We (myself & 5 team mates from marketing & our R&D group) recently interviewed 30+ customers in leading biotechnology & biopharmaceutical manufacturers. All of these individuals came from companies that have active development pipelines with new bio-molecules and also have existing biopharm products approved and on the market.
I was interested in determining what products/services these customers were interested in from a bio-developer/manufacturers point of view. And more specifically, from a Company like us that provides services like these to biopharm companies utilizing cell culture as their production platform. Further, we were interested in what we could do from a technical perspective to enhance their experience with us as a vendor or partner (the latter being our preferred relationship).
The number one item selected by these customers – whether they were in the process development, manufacturing, or quality function – was that they wanted better characterization of raw materials in the products that we sold them. Usually customers were talking about cell culture media & feeds in this context but in other cases may have been considering other parts of the process downstream from the bioreactors.
What did better characterization actually mean?
Like most things in this industry that varied by customer. However, certain themes did emerge.

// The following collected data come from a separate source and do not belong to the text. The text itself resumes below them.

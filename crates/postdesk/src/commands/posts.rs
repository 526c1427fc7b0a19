//! Post command handlers.

use tabled::Tabled;

use postdesk_core::{
    CoreError, Dashboard, PostCreateUpdate, PostDetail, PostListItem, PostListView, PostPatch,
    StatusFilter,
};

use crate::cli::{GlobalOpts, OutputFormat, PostsArgs, PostsCommand, StatusArg};
use crate::error::CliError;
use crate::output;

use super::util;

// ── Table row ───────────────────────────────────────────────────────

#[derive(Tabled)]
struct PostRow {
    #[tabled(rename = "ID")]
    id: i64,
    #[tabled(rename = "Title")]
    title: String,
    #[tabled(rename = "Author")]
    author: String,
    #[tabled(rename = "Status")]
    status: String,
    #[tabled(rename = "Comments")]
    comments: u64,
    #[tabled(rename = "Updated")]
    updated: String,
}

impl PostRow {
    fn new(p: &PostListItem, color: bool) -> Self {
        Self {
            id: p.id,
            title: output::truncate(&p.title, 48),
            author: p.author.username.clone(),
            status: output::status_label(p.is_published, color),
            comments: p.comment_count,
            updated: p.updated_at.format("%Y-%m-%d %H:%M").to_string(),
        }
    }
}

fn detail(p: &PostDetail) -> String {
    let mut lines = vec![
        format!("ID:       {}", p.id),
        format!("Title:    {}", p.title),
        format!("Author:   {}", p.author.username),
        format!("Status:   {}", output::status_label(p.is_published, false)),
        format!("Created:  {}", p.created_at.format("%Y-%m-%d %H:%M")),
        format!("Updated:  {}", p.updated_at.format("%Y-%m-%d %H:%M")),
        String::new(),
        p.content.clone(),
    ];
    if !p.comments.is_empty() {
        lines.push(String::new());
        lines.push(format!("Comments ({}):", p.comments.len()));
        for c in &p.comments {
            lines.push(format!(
                "  #{} {} ({}): {}",
                c.id,
                c.author.username,
                c.created_at.format("%Y-%m-%d"),
                c.content
            ));
        }
    }
    lines.join("\n")
}

impl From<StatusArg> for StatusFilter {
    fn from(arg: StatusArg) -> Self {
        match arg {
            StatusArg::All => Self::All,
            StatusArg::Published => Self::Published,
            StatusArg::Draft => Self::Draft,
        }
    }
}

/// Only the flags that were given, with `--publish`/`--draft` mapped
/// onto `is_published`.
fn build_patch(
    title: Option<String>,
    content: Option<String>,
    publish: bool,
    draft: bool,
) -> Result<PostPatch, CliError> {
    let is_published = match (publish, draft) {
        (true, _) => Some(true),
        (false, true) => Some(false),
        (false, false) => None,
    };
    let patch = PostPatch {
        title,
        content,
        is_published,
    };
    if patch.is_empty() {
        return Err(CliError::Validation {
            field: "update".into(),
            reason: "nothing to change; pass --title, --content, --publish or --draft".into(),
        });
    }
    Ok(patch)
}

/// "Showing" compares against the fetched page; the server total only
/// feeds the pager.
fn footer(view: &PostListView) -> String {
    format!(
        "Showing {} of {} posts (page {}/{}, {} total)",
        view.showing,
        view.page_rows,
        view.page,
        view.page_count.max(1),
        view.total_count
    )
}

// ── Handler ─────────────────────────────────────────────────────────

pub async fn handle(dashboard: &Dashboard, args: PostsArgs, global: &GlobalOpts) -> Result<(), CliError> {
    util::require_login(dashboard)?;
    let posts = dashboard.posts();
    let mut notes = dashboard.subscribe_notifications();

    let result = match args.command {
        PostsCommand::List { page, search, status } => {
            posts.set_page(page).await?;

            let filters = dashboard.filters().activate();
            filters.set_search_query(search.unwrap_or_default());
            filters.set_status_filter(status.into());

            let view = posts
                .view(&filters.filter())
                .ok_or_else(|| CliError::Internal("post list not loaded".into()))?;

            let color = output::should_color(&global.color);
            let out = output::render_list(
                &global.output,
                &view.posts,
                |p| PostRow::new(p, color),
                |p| p.id.to_string(),
            )?;
            output::print_output(&out, global.quiet);

            if !global.quiet && matches!(global.output, OutputFormat::Table) {
                eprintln!("{}", footer(&view));
            }
            Ok(())
        }

        PostsCommand::Get { id } => {
            let post = dashboard
                .client()
                .get_post(id)
                .await
                .map_err(CoreError::from)?;
            let out = output::render_single(&global.output, &post, detail, |p| p.id.to_string())?;
            output::print_output(&out, global.quiet);
            Ok(())
        }

        PostsCommand::Create {
            title,
            content,
            publish,
        } => {
            posts.open_create_modal();
            let values = PostCreateUpdate {
                title,
                content,
                is_published: publish,
            };
            posts.create(&values).await.map(|_| ()).map_err(CliError::from)
        }

        PostsCommand::Update {
            id,
            title,
            content,
            publish,
            draft,
        } => {
            let patch = build_patch(title, content, publish, draft)?;
            posts.patch(id, &patch).await.map(|_| ()).map_err(CliError::from)
        }

        PostsCommand::Replace {
            id,
            title,
            content,
            publish,
        } => {
            let values = PostCreateUpdate {
                title,
                content,
                is_published: publish,
            };
            posts.replace(id, &values).await.map(|_| ()).map_err(CliError::from)
        }

        PostsCommand::Delete { id } => {
            if !util::confirm(&format!("Delete post {id}? This cannot be undone."), global.yes)? {
                return Ok(());
            }
            posts.delete(id).await.map_err(CliError::from)
        }
    };

    util::drain_notifications(&mut notes, global.quiet);
    result
}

1.Know how the raw material/component performs in your product & how changes in that raw materials might effect that product’s performance
2.Know how changes in a raw material might effect performance of your (my) product with my [customer’s] production system & ultimately their end product
3.Understand key performance criteria of each raw material
4.Understand critical specifications for that raw material as relevant to end user applications not necessarily only to a pharmacopoeia standard for example
5.Provide both analytical testing results and biological performance & correlate the two in a meaningful fashion related intended application
6.Understand issues around chemical forms (e.g. free base or salt) and physical forms of the material (powder, liquid, concentrate)
7.Provide information around manufacturability (e.g. how solubility characteristics might effect this)
8.Provide information around compounding (i.e. ability to include component in a formulation and how to do that so that is stable and effective)
Raw material characterization was cited as an opportunity that every supplier in the industry could improve upon. Every customer I spoke to indicated they would like to see more work done in this area and more transparency around the resulting data/knowledge base. Clearly, customers would also like to see this concept integrated with the whole supply chain management around raw materials.
Based on this feedback, we have embarked on a “Raw material characterization” initiative. I would like to spend the next several posts describing some of our approaches and early observations.